▶ **Work task**:
Wherever the string "level" appears in a line of the listing below, report that line.

▶ **Data shown**:

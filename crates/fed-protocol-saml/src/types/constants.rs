//! SAML 2.0 constants and URIs.
//!
//! Contains namespace URIs, name ID formats, status codes and other
//! constants used by the logout and artifact profiles.

pub use fed_metadata::Binding;

/// SAML 2.0 assertion namespace URI.
pub const SAML_NS: &str = "urn:oasis:names:tc:SAML:2.0:assertion";

/// SAML 2.0 protocol namespace URI.
pub const SAMLP_NS: &str = "urn:oasis:names:tc:SAML:2.0:protocol";

/// SAML 2.0 metadata namespace URI.
pub const MD_NS: &str = "urn:oasis:names:tc:SAML:2.0:metadata";

/// XML Digital Signature namespace URI.
pub const XMLDSIG_NS: &str = "http://www.w3.org/2000/09/xmldsig#";

/// SOAP 1.1 envelope namespace URI.
pub const SOAP_ENV_NS: &str = "http://schemas.xmlsoap.org/soap/envelope/";

/// Namespace of the `MessageSignature` extension element.
pub const MESSAGE_SIGNATURE_NS: &str = "urn:federation:message-signature";

// ============================================================================
// Name ID Formats
// ============================================================================

/// SAML Name ID formats.
#[derive(Debug, Clone, Copy, PartialEq, Eq, Hash, Default)]
pub enum NameIdFormat {
    /// Unspecified name ID format.
    #[default]
    Unspecified,
    /// Email address format.
    Email,
    /// Entity identifier format.
    Entity,
    /// Persistent identifier format.
    Persistent,
    /// Transient identifier format.
    Transient,
}

impl NameIdFormat {
    /// Returns the URI for this name ID format.
    #[must_use]
    pub const fn uri(&self) -> &'static str {
        match self {
            Self::Unspecified => "urn:oasis:names:tc:SAML:1.1:nameid-format:unspecified",
            Self::Email => "urn:oasis:names:tc:SAML:1.1:nameid-format:emailAddress",
            Self::Entity => "urn:oasis:names:tc:SAML:2.0:nameid-format:entity",
            Self::Persistent => "urn:oasis:names:tc:SAML:2.0:nameid-format:persistent",
            Self::Transient => "urn:oasis:names:tc:SAML:2.0:nameid-format:transient",
        }
    }

    /// Parses a name ID format from its URI.
    #[must_use]
    pub fn from_uri(uri: &str) -> Option<Self> {
        match uri {
            "urn:oasis:names:tc:SAML:1.1:nameid-format:unspecified" => Some(Self::Unspecified),
            "urn:oasis:names:tc:SAML:1.1:nameid-format:emailAddress" => Some(Self::Email),
            "urn:oasis:names:tc:SAML:2.0:nameid-format:entity" => Some(Self::Entity),
            "urn:oasis:names:tc:SAML:2.0:nameid-format:persistent" => Some(Self::Persistent),
            "urn:oasis:names:tc:SAML:2.0:nameid-format:transient" => Some(Self::Transient),
            _ => None,
        }
    }
}

// ============================================================================
// Status Codes
// ============================================================================

/// Top-level SAML status codes.
pub mod status_codes {
    /// Success status code.
    pub const SUCCESS: &str = "urn:oasis:names:tc:SAML:2.0:status:Success";

    /// Requester error status code.
    pub const REQUESTER: &str = "urn:oasis:names:tc:SAML:2.0:status:Requester";

    /// Responder error status code.
    pub const RESPONDER: &str = "urn:oasis:names:tc:SAML:2.0:status:Responder";

    /// Version mismatch status code.
    pub const VERSION_MISMATCH: &str = "urn:oasis:names:tc:SAML:2.0:status:VersionMismatch";
}

/// Second-level SAML status codes.
pub mod sub_status_codes {
    /// Partial logout.
    pub const PARTIAL_LOGOUT: &str = "urn:oasis:names:tc:SAML:2.0:status:PartialLogout";

    /// Request denied.
    pub const REQUEST_DENIED: &str = "urn:oasis:names:tc:SAML:2.0:status:RequestDenied";

    /// Request unsupported.
    pub const REQUEST_UNSUPPORTED: &str = "urn:oasis:names:tc:SAML:2.0:status:RequestUnsupported";

    /// Unknown principal.
    pub const UNKNOWN_PRINCIPAL: &str = "urn:oasis:names:tc:SAML:2.0:status:UnknownPrincipal";

    /// No authn context.
    pub const NO_AUTHN_CONTEXT: &str = "urn:oasis:names:tc:SAML:2.0:status:NoAuthnContext";
}

/// Logout reasons.
pub mod logout_reasons {
    /// The user asked to log out.
    pub const USER: &str = "urn:oasis:names:tc:SAML:2.0:logout:user";

    /// An administrator ended the session.
    pub const ADMIN: &str = "urn:oasis:names:tc:SAML:2.0:logout:admin";
}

▶ **Problem solution**:
/// Top-level SAML status codes.
/// Second-level SAML status codes.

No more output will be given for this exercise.